Each line below with the string "SCTG" should be copied.

[Input — start]

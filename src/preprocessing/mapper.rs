// Copyright (c) 2025 Ronan LE MEILLAT, SCTG Development
// This file is part of the rust-fnirs project and is licensed under the
// SCTG Development Non-Commercial License v1.0 (see LICENSE.md for details).

//! Active channel-pair discovery
//!
//! A raw vector holds contiguous wavelength pairs `(0,1), (2,3), ...`. With
//! 16 columns every pair is a physical channel. With 32 columns the device
//! reports two receiver banks of 8 pairs, of which only 4 per bank carry
//! light; the mapper picks them from the variance of the calibration window.

use ndarray::{Array2, ArrayView1};
use serde::{Deserialize, Serialize};

use crate::config::{CalibrationConfig, HardwareConfig};
use crate::error::ProcessingError;
use crate::CHANNEL_COUNT;

/// Width of one receiver bank (8 pairs x 2 wavelengths)
pub const BANK_WIDTH: usize = 16;

/// Width of the canonical mapped vector
pub const MAPPED_WIDTH: usize = CHANNEL_COUNT * 2;

/// Indices of the two wavelength readings of one physical channel.
///
/// `first` and `second` follow the configured incoming wavelength order.
#[derive(Debug, Clone, Copy, PartialEq, Eq, Hash, Serialize, Deserialize)]
pub struct ChannelPair {
    pub first: usize,
    pub second: usize,
}

impl ChannelPair {
    fn contiguous(pair_index: usize) -> Self {
        Self {
            first: 2 * pair_index,
            second: 2 * pair_index + 1,
        }
    }
}

/// The 8 channel pairs selected for a session, and the raw width they index
#[derive(Debug, Clone, PartialEq, Eq, Serialize, Deserialize)]
pub struct ChannelMap {
    pairs: Vec<ChannelPair>,
    raw_width: usize,
}

impl ChannelMap {
    /// Selected pairs, in channel order
    pub fn pairs(&self) -> &[ChannelPair] {
        &self.pairs
    }

    /// Raw vector width this map applies to
    pub fn raw_width(&self) -> usize {
        self.raw_width
    }

    /// Default map used when no calibration selected the pairs.
    ///
    /// 16 columns map one-to-one, 32 columns take the first four pairs of
    /// each receiver bank.
    pub fn static_layout(raw_width: usize) -> Option<Self> {
        let pairs = match raw_width {
            BANK_WIDTH => (0..CHANNEL_COUNT).map(ChannelPair::contiguous).collect(),
            w if w == 2 * BANK_WIDTH => (0..4)
                .chain(8..12)
                .map(ChannelPair::contiguous)
                .collect(),
            _ => return None,
        };
        Some(Self { pairs, raw_width })
    }

    /// Map a raw vector to `[a_1, b_1, ..., a_8, b_8]`, clamping every value
    /// to at least `min_positive`.
    ///
    /// # Errors
    ///
    /// Returns [`ProcessingError::MalformedSample`] when the vector width
    /// differs from the width the map was built for.
    pub fn map(&self, raw: &[f64], min_positive: f64) -> Result<Vec<f64>, ProcessingError> {
        if raw.len() != self.raw_width {
            return Err(ProcessingError::malformed(raw.len(), raw));
        }
        let mut out = Vec::with_capacity(self.pairs.len() * 2);
        for pair in &self.pairs {
            out.push(raw[pair.first].max(min_positive));
            out.push(raw[pair.second].max(min_positive));
        }
        Ok(out)
    }

    /// Map a raw vector without clamping (optical densities may be negative)
    pub fn select(&self, raw: &[f64]) -> Result<Vec<f64>, ProcessingError> {
        self.map(raw, f64::NEG_INFINITY)
    }
}

/// Scores candidate pairs over a calibration window and selects the active ones
#[derive(Debug, Clone)]
pub struct ChannelPairMapper {
    variance_threshold: f64,
    hardware: HardwareConfig,
}

impl ChannelPairMapper {
    pub fn new(calibration: &CalibrationConfig, hardware: &HardwareConfig) -> Self {
        Self {
            variance_threshold: calibration.pair_variance_threshold,
            hardware: hardware.clone(),
        }
    }

    fn column_mean(column: &ArrayView1<f64>) -> f64 {
        column.mean().unwrap_or(0.0)
    }

    /// Activity score of a pair: summed population variance of both columns,
    /// or zero when both column means sit on a placeholder constant.
    pub fn score_pair(&self, matrix: &Array2<f64>, pair: ChannelPair) -> f64 {
        let a = matrix.column(pair.first);
        let b = matrix.column(pair.second);

        if self.hardware.is_placeholder(Self::column_mean(&a))
            && self.hardware.is_placeholder(Self::column_mean(&b))
        {
            return 0.0;
        }

        a.var(0.0) + b.var(0.0)
    }

    /// Pick `required` pairs among `candidates`.
    ///
    /// Pairs above the variance threshold win in index order; when too few
    /// are active the candidates are ranked by score (stable, so ties keep
    /// index order). The result is returned in index order, also after a
    /// rank fallback: output channel `n` is the `n`-th selected optode
    /// position on the headset, not the `n`-th strongest pair.
    fn select(
        &self,
        matrix: &Array2<f64>,
        candidates: &[ChannelPair],
        required: usize,
    ) -> Vec<ChannelPair> {
        let scored: Vec<(ChannelPair, f64)> = candidates
            .iter()
            .map(|&pair| (pair, self.score_pair(matrix, pair)))
            .collect();

        let active: Vec<ChannelPair> = scored
            .iter()
            .filter(|(_, score)| *score > self.variance_threshold)
            .map(|(pair, _)| *pair)
            .collect();

        let mut selected: Vec<ChannelPair> = if active.len() >= required {
            active.into_iter().take(required).collect()
        } else {
            log::debug!(
                "Only {} active pairs out of {} required, selecting by rank",
                active.len(),
                required
            );
            let mut ranked = scored;
            ranked.sort_by(|a, b| b.1.total_cmp(&a.1));
            ranked.into_iter().take(required).map(|(pair, _)| pair).collect()
        };

        selected.sort_by_key(|pair| pair.first);
        selected
    }

    /// Discover the 8 channel pairs of a calibration matrix
    /// (rows = samples, columns = raw indices).
    ///
    /// # Errors
    ///
    /// Returns [`ProcessingError::CalibrationShapeInvalid`] for an empty
    /// matrix or a width other than 16 or 32.
    pub fn detect(&self, matrix: &Array2<f64>) -> Result<ChannelMap, ProcessingError> {
        if matrix.nrows() == 0 {
            return Err(ProcessingError::CalibrationShapeInvalid {
                reason: "calibration matrix has no rows".to_string(),
            });
        }

        let raw_width = matrix.ncols();
        let pairs = match raw_width {
            BANK_WIDTH => {
                let candidates: Vec<ChannelPair> =
                    (0..CHANNEL_COUNT).map(ChannelPair::contiguous).collect();
                self.select(matrix, &candidates, CHANNEL_COUNT)
            }
            w if w == 2 * BANK_WIDTH => {
                let per_bank = CHANNEL_COUNT / 2;
                let bank_pairs = BANK_WIDTH / 2;
                let mut pairs = Vec::with_capacity(CHANNEL_COUNT);
                for bank in 0..2 {
                    let candidates: Vec<ChannelPair> = (bank * bank_pairs
                        ..(bank + 1) * bank_pairs)
                        .map(ChannelPair::contiguous)
                        .collect();
                    pairs.extend(self.select(matrix, &candidates, per_bank));
                }
                pairs
            }
            other => {
                return Err(ProcessingError::CalibrationShapeInvalid {
                    reason: format!("cannot discover channel pairs in {} columns", other),
                })
            }
        };

        Ok(ChannelMap { pairs, raw_width })
    }
}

[Input — finish]

**Answer for the task:**
// Copyright (c) 2025 Ronan LE MEILLAT, SCTG Development
// SCTG Development Non-Commercial License v1.0 (see LICENSE.md for details).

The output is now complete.